Dünya kültür mirasına katkısı olan ve olacak olan çok sayıda birikime sahibiz. Ne yazık ki çoğunluğumuz bu mirasın ne farkındayız ne de farkına varılması için yapılan çalışmalara destek vermekteyiz. Bunca yıldır gerek mimari gerekse soyut ve somut kültür mirasımızın dünyaya tanıtımı için uğraş vermekteyim. Bazılarında başarılı olduk, ama arzuladığımız başarıya erişmek için harcadığımız zaman ve enerji benzer pek çok işi yapmaktan bizi alıkoydu. Hep umut ederim, olur da bunun gibi girişimlere yardımcı olan insan sayısı artsa, geçmişten kalma çok sayıdaki kültürel birikimi yeteri kadar tanımak ve tanıtmak için çalışsak.
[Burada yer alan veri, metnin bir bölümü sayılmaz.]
//! Parallel ingestion of many class files into one index.

mod batch;

pub use batch::{BatchFailure, BatchIndexer, BatchReport};
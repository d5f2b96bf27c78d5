use crate::error::Malformed;
use crate::model::NameTable;
use classdex_api::{DotName, PrimitiveKind, Type};

/// Recursive-descent reader for field and method descriptors.
struct DescriptorParser<'a, 't> {
    text: &'a str,
    bytes: &'a [u8],
    pos: usize,
    names: &'t NameTable,
}

impl<'a, 't> DescriptorParser<'a, 't> {
    fn new(text: &'a str, names: &'t NameTable) -> Self {
        Self {
            text,
            bytes: text.as_bytes(),
            pos: 0,
            names,
        }
    }

    fn invalid(&self) -> Malformed {
        Malformed::InvalidDescriptor(self.text.to_string())
    }

    fn peek(&self) -> Option<u8> {
        self.bytes.get(self.pos).copied()
    }

    fn expect(&mut self, byte: u8) -> Result<(), Malformed> {
        if self.peek() != Some(byte) {
            return Err(self.invalid());
        }
        self.pos += 1;
        Ok(())
    }

    fn parse_type(&mut self, allow_void: bool) -> Result<Type, Malformed> {
        let tag = self.peek().ok_or_else(|| self.invalid())?;
        if let Some(primitive) = PrimitiveKind::from_descriptor(tag) {
            self.pos += 1;
            return Ok(Type::primitive(primitive));
        }
        match tag {
            b'V' if allow_void => {
                self.pos += 1;
                Ok(Type::void())
            }
            b'L' => {
                self.pos += 1;
                let start = self.pos;
                while self.peek().is_some_and(|b| b != b';') {
                    self.pos += 1;
                }
                if self.pos == start || self.peek().is_none() {
                    return Err(self.invalid());
                }
                let name = &self.text[start..self.pos];
                self.pos += 1;
                Ok(Type::class(self.names.intern_internal_name(name)))
            }
            b'[' => {
                let mut dimensions = 0u32;
                while self.peek() == Some(b'[') {
                    dimensions += 1;
                    self.pos += 1;
                }
                if dimensions > 255 {
                    return Err(self.invalid());
                }
                let element = self.parse_type(false)?;
                Ok(Type::array(element, dimensions))
            }
            _ => Err(self.invalid()),
        }
    }

    fn finish(&self) -> Result<(), Malformed> {
        if self.pos != self.bytes.len() {
            return Err(self.invalid());
        }
        Ok(())
    }
}

pub(crate) fn parse_field_descriptor(text: &str, names: &NameTable) -> Result<Type, Malformed> {
    let mut parser = DescriptorParser::new(text, names);
    let ty = parser.parse_type(false)?;
    parser.finish()?;
    Ok(ty)
}

/// A descriptor as found in `c` element values and annotation type indices:
/// a field descriptor, or `V`.
pub(crate) fn parse_return_descriptor(text: &str, names: &NameTable) -> Result<Type, Malformed> {
    let mut parser = DescriptorParser::new(text, names);
    let ty = parser.parse_type(true)?;
    parser.finish()?;
    Ok(ty)
}

pub(crate) fn parse_method_descriptor(
    text: &str,
    names: &NameTable,
) -> Result<(Vec<Type>, Type), Malformed> {
    let mut parser = DescriptorParser::new(text, names);
    parser.expect(b'(')?;
    let mut parameters = Vec::new();
    while parser.peek().is_some_and(|b| b != b')') {
        parameters.push(parser.parse_type(false)?);
    }
    parser.expect(b')')?;
    let return_type = parser.parse_type(true)?;
    parser.finish()?;
    Ok((parameters, return_type))
}

/// The class named by an annotation's `Lpkg/Name;` type descriptor.
pub(crate) fn annotation_type_name(text: &str, names: &NameTable) -> Result<DotName, Malformed> {
    match parse_field_descriptor(text, names)?.kind() {
        classdex_api::TypeKind::Class(name) => Ok(name.clone()),
        _ => Err(Malformed::InvalidDescriptor(text.to_string())),
    }
}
Zamanımızı ve enerjimizi engelleri aşmak için değil, daha faydalı işler yapmak için kullansak. Benzer konulara çalışanların önünü açacak, bürokrasinin koyduğu engelleri kaldıracak bir kurum veya otoriteye şiddetle ihtiyacımız var. Gençlik dönemimizde gördüğümüz teşvik ve yardımı uzun zamandır görmez olduk. Kimse bu konularda çalışanlara “Ne gibi sıkıntılar yaşıyorsunuz, size nasıl yardımcı olabilirim?” diye sormuyor. Çoğu bilim insanı kendi yağında kavrulmaya çalışıyor. Dilerim gelecekte onlar için daha iyi şartlar temin edilir, bilim ve bilgiye daha çok kıymet verilir. Dostlarım, kolay gelsin, bunca olumsuzluğa rağmen inandığımız ve doğru bildiğimiz yolda çalışmaya devam, bu çalışmalar bizim ülkemize ve gelecek kuşaklara olan borcumuzdur.